## EXERCISE DETAILS
Filter the entries below down to the lines that hold "filename".

»»

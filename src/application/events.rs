//! Event emission system for real-time communication with presentation code
//!
//! The orchestrator publishes phase changes, progress snapshots and user
//! notices on a broadcast channel. Presentation code subscribes and renders;
//! it never mutates orchestrator state through this channel.

use serde::{Deserialize, Serialize};
use std::sync::Arc;
use tokio::sync::{broadcast, RwLock};
use tracing::debug;

use crate::domain::{ProgressSnapshot, RunPhase};

/// User-facing notices. Each variant maps to one kind of toast/banner.
#[derive(Debug, Clone, PartialEq, Eq, Serialize, Deserialize)]
#[serde(tag = "kind", rename_all = "snake_case")]
pub enum Notice {
    /// No target matched the configuration; no run was started
    NothingToProcess,
    ConfirmationRequired { count: usize },
    /// Neutral: the user stopped the run, nothing was logged
    Cancelled { processed: usize },
    Completed { updated: usize, errors: usize },
    /// The run's own control flow failed
    RunFailed { message: String },
    /// The run finished but its log entry could not be stored
    PersistenceFailed { message: String },
}

#[derive(Debug, Clone, PartialEq, Eq, Serialize, Deserialize)]
#[serde(tag = "type", content = "payload", rename_all = "snake_case")]
pub enum OrchestratorEvent {
    PhaseChanged { from: RunPhase, to: RunPhase },
    Progress(ProgressSnapshot),
    Notice(Notice),
}

impl OrchestratorEvent {
    pub fn event_name(&self) -> &'static str {
        match self {
            Self::PhaseChanged { .. } => "bulk-phase-changed",
            Self::Progress(_) => "bulk-progress",
            Self::Notice(_) => "bulk-notice",
        }
    }
}

/// Event emitter for sending real-time updates to subscribers
#[derive(Clone)]
pub struct EventEmitter {
    sender: broadcast::Sender<OrchestratorEvent>,
    /// Whether event emission is enabled
    enabled: Arc<RwLock<bool>>,
}

impl EventEmitter {
    pub fn new(capacity: usize) -> Self {
        let (sender, _) = broadcast::channel(capacity.max(1));
        Self {
            sender,
            enabled: Arc::new(RwLock::new(true)),
        }
    }

    pub fn subscribe(&self) -> broadcast::Receiver<OrchestratorEvent> {
        self.sender.subscribe()
    }

    /// Enable or disable event emission
    pub async fn set_enabled(&self, enabled: bool) {
        let mut enabled_guard = self.enabled.write().await;
        *enabled_guard = enabled;
        debug!("Event emission {}", if enabled { "enabled" } else { "disabled" });
    }

    pub async fn is_enabled(&self) -> bool {
        *self.enabled.read().await
    }

    pub async fn emit_event(&self, event: OrchestratorEvent) {
        if !self.is_enabled().await {
            return;
        }

        let event_name = event.event_name();
        // No subscribers is not an error; the run proceeds without listeners
        match self.sender.send(event) {
            Ok(receivers) => debug!("Emitted {} to {} subscribers", event_name, receivers),
            Err(_) => debug!("No subscribers for {}", event_name),
        }
    }

    pub async fn emit_phase_change(&self, from: RunPhase, to: RunPhase) {
        self.emit_event(OrchestratorEvent::PhaseChanged { from, to })
            .await;
    }

    pub async fn emit_progress(&self, snapshot: ProgressSnapshot) {
        self.emit_event(OrchestratorEvent::Progress(snapshot)).await;
    }

    pub async fn emit_notice(&self, notice: Notice) {
        self.emit_event(OrchestratorEvent::Notice(notice)).await;
    }
}

impl Default for EventEmitter {
    fn default() -> Self {
        Self::new(crate::infrastructure::config::defaults::EVENT_BUFFER_SIZE)
    }
}
/*
 * ==========================================================================
 * MINIFRONT - One line in, one verdict out.
 * ==========================================================================
 *
 * Author:   Sam Wilcox
 * Email:    sam@pawx-lang.com
 *
 * License:
 * This file is part of the MINIFRONT project.
 *
 * MINIFRONT is dual-licensed under the terms of:
 *   - The MIT license
 *   - The Apache License, Version 2.0
 *
 * You may choose either license to govern your use of this software.
 *
 * Unless required by applicable law or agreed to in writing, software
 * distributed under these licenses is distributed on an "AS IS" BASIS,
 * WITHOUT WARRANTIES OR CONDITIONS OF ANY KIND, either express or implied.
 *
 * ==========================================================================
 */

//! # Introduction
//!
//! Minifront is the front end of a teaching compiler for a one-line
//! mini-language: conditionals, a `print` keyword, identifiers, numeric
//! literals and single-character symbols. It answers one question per
//! line: is it lexically and syntactically valid?
//!
//! ## Pipeline
//!
//! ```text
//! Source Line → Lexer → Tokens → Parser → valid / error
//! ```
//!
//! 1. [`lexer`]: prioritized, longest-match tokenization into
//!    [`Token`]s, failing with a [`LexicalError`].
//! 2. [`parser`]: recursive descent over the token slice, failing with a
//!    [`SyntaxError`].
//! 3. [`report`]: runs both stages and shapes the outcome for text or
//!    JSON output.
//! 4. [`diagnostics`]: rustc-style rendering of any [`error::Diagnostic`].
//!
//! ## Grammar
//!
//! ```text
//! statement        := if_statement | simple_statement
//! if_statement     := "if" condition simple_statement ("else" simple_statement)?
//! condition        := operand (("<" | ">" | "=") operand)?
//! operand          := Identifier | Integer | Float
//! simple_statement := every token up to the next "if" / "else"
//! ```

pub mod cli;
pub mod diagnostics;
pub mod error;
pub mod lexer;
pub mod parser;
pub mod report;
pub mod span;

pub use error::{FrontendError, LexicalError, SyntaxError};
pub use lexer::token::{Token, TokenKind};
pub use lexer::tokenize;
pub use parser::parse;
pub use report::{analyze, Report};
pub use span::Span;
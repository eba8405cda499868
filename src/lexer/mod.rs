/*
 * ==========================================================================
 * MINIFRONT - One line in, one verdict out.
 * ==========================================================================
 *
 * Author:   Sam Wilcox
 * Email:    sam@pawx-lang.com
 *
 * License:
 * This file is part of the MINIFRONT project.
 *
 * MINIFRONT is dual-licensed under the terms of:
 *   - The MIT license
 *   - The Apache License, Version 2.0
 *
 * You may choose either license to govern your use of this software.
 *
 * Unless required by applicable law or agreed to in writing, software
 * distributed under these licenses is distributed on an "AS IS" BASIS,
 * WITHOUT WARRANTIES OR CONDITIONS OF ANY KIND, either express or implied.
 *
 * ==========================================================================
 */

/// Scanner state and the prioritized rule table.
pub mod lexer;

/// Reserved words and the structural subset of them.
pub mod keywords;

/// `Token` and the closed `TokenKind` set.
pub mod token;


use crate::error::LexicalError;
use token::Token;

/// Public entry point for the lexing phase.
///
/// # Example
/// ```
/// use minifront::lexer::tokenize;
/// use minifront::lexer::token::TokenKind;
///
/// let tokens = tokenize("if x<5 print y").unwrap();
/// assert_eq!(tokens[0].kind, TokenKind::Keyword);
/// assert_eq!(tokens.len(), 6);
/// ```
pub fn tokenize(source: &str) -> Result<Vec<Token>, LexicalError> {
    lexer::Lexer::new(source).scan_tokens()
}
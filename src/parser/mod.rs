/*
 * ==========================================================================
 * MINIFRONT - One line in, one verdict out.
 * ==========================================================================
 *
 * Author:   Sam Wilcox
 * Email:    sam@pawx-lang.com
 *
 * License:
 * This file is part of the MINIFRONT project.
 *
 * MINIFRONT is dual-licensed under the terms of:
 *   - The MIT license
 *   - The Apache License, Version 2.0
 *
 * You may choose either license to govern your use of this software.
 *
 * Unless required by applicable law or agreed to in writing, software
 * distributed under these licenses is distributed on an "AS IS" BASIS,
 * WITHOUT WARRANTIES OR CONDITIONS OF ANY KIND, either express or implied.
 *
 * ==========================================================================
 */

/// Core parser orchestration:
/// - Owns the `Parser` struct
/// - Exposes the main `parse(tokens)` entry point
pub mod parser;

/// Grammar rules:
/// - statement / if_statement / simple_statement
/// - condition and its operands
pub mod statements;

/// Shared parser helpers:
/// - keyword and operand matching
/// - lookahead checks
/// - error locations
pub mod helpers;


/// Re-export the public parse entry point so callers can use:
/// `crate::parser::parse(...)`
pub use parser::parse;
/*
 * ==========================================================================
 * MINIFRONT - One line in, one verdict out.
 * ==========================================================================
 *
 * File:      statements.rs
 * Purpose:   Grammar rules of the recursive-descent checker.
 *
 * Author:    Sam Wilcox
 * Email:     sam@pawx-lang.com
 *
 * License:
 * This file is part of the MINIFRONT project.
 *
 * MINIFRONT is dual-licensed under the terms of:
 *   - The MIT License
 *   - The Apache License, Version 2.0
 *
 * You may choose either license to govern your use of this software.
 *
 * Unless required by applicable law or agreed to in writing, software
 * distributed under these licenses is distributed on an "AS IS" BASIS,
 * WITHOUT WARRANTIES OR CONDITIONS OF ANY KIND, either express or implied.
 *
 * ==========================================================================
 */

//! The grammar, one method per rule:
//!
//! ```text
//! statement        := if_statement | simple_statement
//! if_statement     := "if" condition simple_statement ("else" simple_statement)?
//! condition        := operand (("<" | ">" | "=") operand)?
//! operand          := Identifier | Integer | Float
//! simple_statement := every token up to the next "if" / "else"
//! ```
//!
//! Both branches of an `if` are simple statements. A nested `if` therefore
//! ends the current branch and starts a new top-level statement.

use tracing::trace;

use crate::error::SyntaxError;
use crate::lexer::keywords::{ELSE, IF};
use crate::parser::parser::Parser;

impl<'t> Parser<'t> {
    /// Parses one statement.
    ///
    /// # Errors
    /// - [`SyntaxError::ElseBeforeIf`] when the statement would start with
    ///   `else`.
    pub(crate) fn statement(&mut self) -> Result<(), SyntaxError> {
        trace!(at = self.current, "statement");

        if self.match_keyword(IF) {
            return self.if_statement();
        }

        if self.check_keyword(ELSE) {
            return Err(SyntaxError::ElseBeforeIf {
                span: self.current_span(),
            });
        }

        self.simple_statement()
    }

    /// Parses the remainder of an `if` statement; `if` is already consumed.
    fn if_statement(&mut self) -> Result<(), SyntaxError> {
        trace!(at = self.current, "if_statement");

        self.condition()?;
        self.simple_statement()?;

        if self.match_keyword(ELSE) {
            self.simple_statement()?;
        }

        Ok(())
    }

    /// Parses `operand (relational operand)?`.
    ///
    /// # Errors
    /// - [`SyntaxError::MissingCondition`] when no operand follows `if`.
    /// - [`SyntaxError::MissingOperand`] when a relational symbol has no
    ///   right-hand side.
    fn condition(&mut self) -> Result<(), SyntaxError> {
        trace!(at = self.current, "condition");

        if !self.match_operand() {
            return Err(SyntaxError::MissingCondition {
                found: self.found(),
                span: self.current_span(),
            });
        }

        if let Some(operator) = self.match_relational() {
            if !self.match_operand() {
                return Err(SyntaxError::MissingOperand {
                    operator: operator.lexeme.clone(),
                    found: self.found(),
                    span: self.current_span(),
                });
            }
        }

        Ok(())
    }

    /// Consumes the maximal run of tokens that are not `if` or `else`.
    ///
    /// The run may be empty, except that it may not be cut short by an
    /// immediate `else`: that means a branch body is missing.
    fn simple_statement(&mut self) -> Result<(), SyntaxError> {
        trace!(at = self.current, "simple_statement");

        if self.check_keyword(ELSE) {
            return Err(SyntaxError::MissingBody {
                span: self.current_span(),
            });
        }

        while !self.is_at_end() && !self.at_structural_keyword() {
            self.advance();
        }

        Ok(())
    }
}

#[cfg(test)]
mod tests {
    use crate::error::SyntaxError;
    use crate::lexer::tokenize;
    use crate::parser::parse;
    use crate::span::Span;

    fn check(source: &str) -> Result<(), SyntaxError> {
        let tokens = tokenize(source).expect("test line should tokenize");
        parse(&tokens)
    }

    #[test]
    fn empty_line_is_valid() {
        assert_eq!(check(""), Ok(()));
        assert_eq!(check("   "), Ok(()));
    }

    #[test]
    fn valid_lines() {
        for source in [
            "if x<5 print y",
            "if x print y",
            "if 2.0 = y print y else print x",
            "print x + 1",
            "2.0 < x",
            "x = y * 3 ; print x",
            "if a > b print a else print b",
            "if x",
            "if x print y else",
            "if x if y print z",
            "print a if b print c",
            "if x print y else if z print w",
            "if x + 1 print y",
        ] {
            assert_eq!(check(source), Ok(()), "{source:?} should be valid");
        }
    }

    #[test]
    fn else_at_statement_start() {
        assert_eq!(
            check("else x"),
            Err(SyntaxError::ElseBeforeIf {
                span: Span::new(0, 4)
            })
        );
    }

    #[test]
    fn second_else_starts_a_new_statement() {
        assert_eq!(
            check("if x print y else print z else w"),
            Err(SyntaxError::ElseBeforeIf {
                span: Span::new(26, 30)
            })
        );
    }

    #[test]
    fn if_without_condition() {
        assert_eq!(
            check("if"),
            Err(SyntaxError::MissingCondition {
                found: None,
                span: Span::point(2)
            })
        );
        assert_eq!(
            check("if print y"),
            Err(SyntaxError::MissingCondition {
                found: Some("print".into()),
                span: Span::new(3, 8)
            })
        );
        assert!(matches!(
            check("if < 3 print y"),
            Err(SyntaxError::MissingCondition { .. })
        ));
    }

    #[test]
    fn comparison_without_right_operand() {
        assert_eq!(
            check("if x < print y"),
            Err(SyntaxError::MissingOperand {
                operator: "<".into(),
                found: Some("print".into()),
                span: Span::new(7, 12)
            })
        );
        assert!(matches!(
            check("if x ="),
            Err(SyntaxError::MissingOperand { found: None, .. })
        ));
    }

    #[test]
    fn else_right_after_condition_is_missing_body() {
        assert_eq!(
            check("if x else y"),
            Err(SyntaxError::MissingBody {
                span: Span::new(5, 9)
            })
        );
        assert!(matches!(
            check("if x print y else else z"),
            Err(SyntaxError::MissingBody { .. })
        ));
    }

    #[test]
    fn first_error_wins() {
        assert!(matches!(
            check("else if"),
            Err(SyntaxError::ElseBeforeIf { .. })
        ));
        assert!(matches!(
            check("print x if else y"),
            Err(SyntaxError::MissingCondition { .. })
        ));
    }
}
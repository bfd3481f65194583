//! Node arena - generational index storage
//!
//! Nodes are addressed by [`NodeId`]. Freed slots are reused with a bumped
//! generation, so a handle to a purged node never aliases a new one.

use std::fmt;

use scene_schema::{AttributeValue, NodeTypeId};

/// Handle to a node in a [`SceneGraph`](crate::SceneGraph)
#[derive(Clone, Copy, PartialEq, Eq, Hash, PartialOrd, Ord)]
pub struct NodeId {
    index: u32,
    generation: u32,
}

impl NodeId {
    #[inline]
    const fn new(index: u32, generation: u32) -> Self {
        Self { index, generation }
    }

    /// Get the raw index
    #[inline]
    pub const fn index(&self) -> u32 {
        self.index
    }

    /// Get the generation
    #[inline]
    pub const fn generation(&self) -> u32 {
        self.generation
    }
}

impl fmt::Debug for NodeId {
    fn fmt(&self, f: &mut fmt::Formatter<'_>) -> fmt::Result {
        write!(f, "Node({}v{})", self.index, self.generation)
    }
}

impl fmt::Display for NodeId {
    fn fmt(&self, f: &mut fmt::Formatter<'_>) -> fmt::Result {
        fmt::Debug::fmt(self, f)
    }
}

/// Per-node storage
#[derive(Clone, Debug)]
pub(crate) struct NodeData {
    pub node_type: NodeTypeId,
    /// One value per effective attribute, in declaration order
    pub values: Vec<AttributeValue>,
    pub children: Vec<NodeId>,
    /// Back-reference for traversal only; the parent's child list owns the node
    pub parent: Option<NodeId>,
}

struct Slot {
    value: Option<NodeData>,
    generation: u32,
}

#[derive(Default)]
pub(crate) struct NodeArena {
    slots: Vec<Slot>,
    free_list: Vec<u32>,
    len: usize,
}

impl NodeArena {
    pub fn insert(&mut self, data: NodeData) -> NodeId {
        self.len += 1;

        if let Some(index) = self.free_list.pop() {
            let slot = &mut self.slots[index as usize];
            slot.value = Some(data);
            NodeId::new(index, slot.generation)
        } else {
            let index = self.slots.len() as u32;
            self.slots.push(Slot {
                value: Some(data),
                generation: 0,
            });
            NodeId::new(index, 0)
        }
    }

    pub fn remove(&mut self, id: NodeId) -> Option<NodeData> {
        let slot = self.slots.get_mut(id.index as usize)?;

        if slot.generation != id.generation || slot.value.is_none() {
            return None;
        }

        slot.generation = slot.generation.wrapping_add(1);
        self.free_list.push(id.index);
        self.len -= 1;

        slot.value.take()
    }

    pub fn get(&self, id: NodeId) -> Option<&NodeData> {
        let slot = self.slots.get(id.index as usize)?;
        if slot.generation != id.generation {
            return None;
        }
        slot.value.as_ref()
    }

    pub fn get_mut(&mut self, id: NodeId) -> Option<&mut NodeData> {
        let slot = self.slots.get_mut(id.index as usize)?;
        if slot.generation != id.generation {
            return None;
        }
        slot.value.as_mut()
    }

    pub fn contains(&self, id: NodeId) -> bool {
        self.get(id).is_some()
    }

    pub fn len(&self) -> usize {
        self.len
    }

    pub fn ids(&self) -> impl Iterator<Item = NodeId> + '_ {
        self.slots.iter().enumerate().filter_map(|(i, slot)| {
            slot.value
                .as_ref()
                .map(|_| NodeId::new(i as u32, slot.generation))
        })
    }
}

#[cfg(test)]
mod tests {
    use super::*;

    fn data() -> NodeData {
        NodeData {
            node_type: scene_schema::builtin().root_type(),
            values: Vec::new(),
            children: Vec::new(),
            parent: None,
        }
    }

    #[test]
    fn test_arena_remove() {
        let mut arena = NodeArena::default();
        let id = arena.insert(data());
        assert!(arena.contains(id));

        assert!(arena.remove(id).is_some());
        assert!(!arena.contains(id));
        assert!(arena.remove(id).is_none());
        assert_eq!(arena.len(), 0);
    }

    #[test]
    fn test_arena_generation() {
        let mut arena = NodeArena::default();
        let first = arena.insert(data());
        arena.remove(first);

        let second = arena.insert(data());

        // Same index, different generation
        assert_eq!(first.index(), second.index());
        assert_ne!(first.generation(), second.generation());

        // Old handle must not resolve to the new node
        assert!(arena.get(first).is_none());
        assert!(arena.get(second).is_some());
        assert_eq!(arena.ids().collect::<Vec<_>>(), vec![second]);
    }
}
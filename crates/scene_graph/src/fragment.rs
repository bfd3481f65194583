//! Arena-independent subtree snapshots
//!
//! A [`NodeFragment`] captures a node's type, its non-default attributes and
//! its children by value. Fragments move between graphs (clipboard, drag and
//! drop, palette) and instantiate as fresh detached nodes.

use serde::{Deserialize, Serialize};

use scene_schema::AttributeValue;

use crate::arena::NodeId;
use crate::error::{GraphError, Result};
use crate::graph::SceneGraph;

/// A detached copy of a subtree
#[derive(Debug, Clone, PartialEq, Serialize, Deserialize)]
pub struct NodeFragment {
    /// Qualified type name
    pub node_type: String,
    /// Attributes that differ from their defaults, in declaration order
    #[serde(default)]
    pub attributes: Vec<(String, AttributeValue)>,
    #[serde(default)]
    pub children: Vec<NodeFragment>,
}

impl NodeFragment {
    /// Fragment of `node_type` with every attribute at its default
    pub fn new(node_type: impl Into<String>) -> Self {
        Self {
            node_type: node_type.into(),
            attributes: Vec::new(),
            children: Vec::new(),
        }
    }

    /// Builder-style attribute override
    pub fn with_attribute(mut self, name: impl Into<String>, value: impl Into<AttributeValue>) -> Self {
        let name = name.into();
        let value = value.into();
        match self.attributes.iter_mut().find(|(n, _)| *n == name) {
            Some((_, existing)) => *existing = value,
            None => self.attributes.push((name, value)),
        }
        self
    }

    pub fn with_child(mut self, child: NodeFragment) -> Self {
        self.children.push(child);
        self
    }

    pub fn attribute(&self, name: &str) -> Option<&AttributeValue> {
        self.attributes
            .iter()
            .find(|(n, _)| n == name)
            .map(|(_, v)| v)
    }

    /// Total node count, this one included
    pub fn node_count(&self) -> usize {
        1 + self.children.iter().map(NodeFragment::node_count).sum::<usize>()
    }
}

impl SceneGraph {
    /// Capture `id` and its descendants as a fragment
    pub fn snapshot(&self, id: NodeId) -> Result<NodeFragment> {
        let node_type = self.node_type(id)?;
        let attributes = node_type
            .attributes()
            .iter()
            .zip(self.attributes(id)?)
            .filter(|(def, (_, value))| !def.is_default(value))
            .map(|(def, (_, value))| (def.name().to_string(), value.clone()))
            .collect();

        let children = self
            .children(id)
            .iter()
            .map(|child| self.snapshot(*child))
            .collect::<Result<Vec<_>>>()?;

        Ok(NodeFragment {
            node_type: node_type.name().to_string(),
            attributes,
            children,
        })
    }

    /// Build fresh detached nodes from a fragment.
    ///
    /// The whole fragment is validated first, so a failure creates nothing.
    /// Building raises no events.
    pub fn instantiate(&mut self, fragment: &NodeFragment) -> Result<NodeId> {
        self.validate_fragment(fragment)?;
        self.build_fragment(fragment)
    }

    /// Check a fragment against the schema without building anything
    pub fn validate_fragment(&self, fragment: &NodeFragment) -> Result<()> {
        let schema = self.schema();
        let node_type = schema
            .find(&fragment.node_type)
            .ok_or_else(|| GraphError::UnknownType(fragment.node_type.clone()))?;

        for (name, value) in &fragment.attributes {
            let def = node_type
                .attribute(name)
                .ok_or_else(|| GraphError::UnknownAttribute {
                    node_type: node_type.name().to_string(),
                    attribute: name.clone(),
                })?;
            if def.kind() != value.kind() {
                return Err(GraphError::KindMismatch {
                    attribute: name.clone(),
                    expected: def.kind(),
                    got: value.kind(),
                });
            }
        }

        if fragment.children.is_empty() {
            return Ok(());
        }

        let slot = node_type
            .child_slot()
            .ok_or_else(|| GraphError::NoChildSlot {
                node_type: node_type.name().to_string(),
                slot: String::new(),
            })?;
        for child in &fragment.children {
            let child_type = schema
                .find(&child.node_type)
                .ok_or_else(|| GraphError::UnknownType(child.node_type.clone()))?;
            if !schema.is_derived_from(child_type.id(), slot.base()) {
                return Err(GraphError::InvalidChildType {
                    parent_type: node_type.name().to_string(),
                    slot: slot.name().to_string(),
                    child_type: child_type.name().to_string(),
                });
            }
            self.validate_fragment(child)?;
        }
        Ok(())
    }

    fn build_fragment(&mut self, fragment: &NodeFragment) -> Result<NodeId> {
        let id = self.create_node_by_name(&fragment.node_type)?;
        for (name, value) in &fragment.attributes {
            self.set_detached_value(id, name, value.clone())?;
        }
        for child in &fragment.children {
            let child_id = self.build_fragment(child)?;
            self.adopt_detached(id, child_id)?;
        }
        Ok(id)
    }
}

««

## SOLUTION TO THIS EXERCISE
filename src/application/events.rs
filename src/lexer/mod.rs
filename src/parser/mod.rs
filename crates/scene_graph/src/fragment.rs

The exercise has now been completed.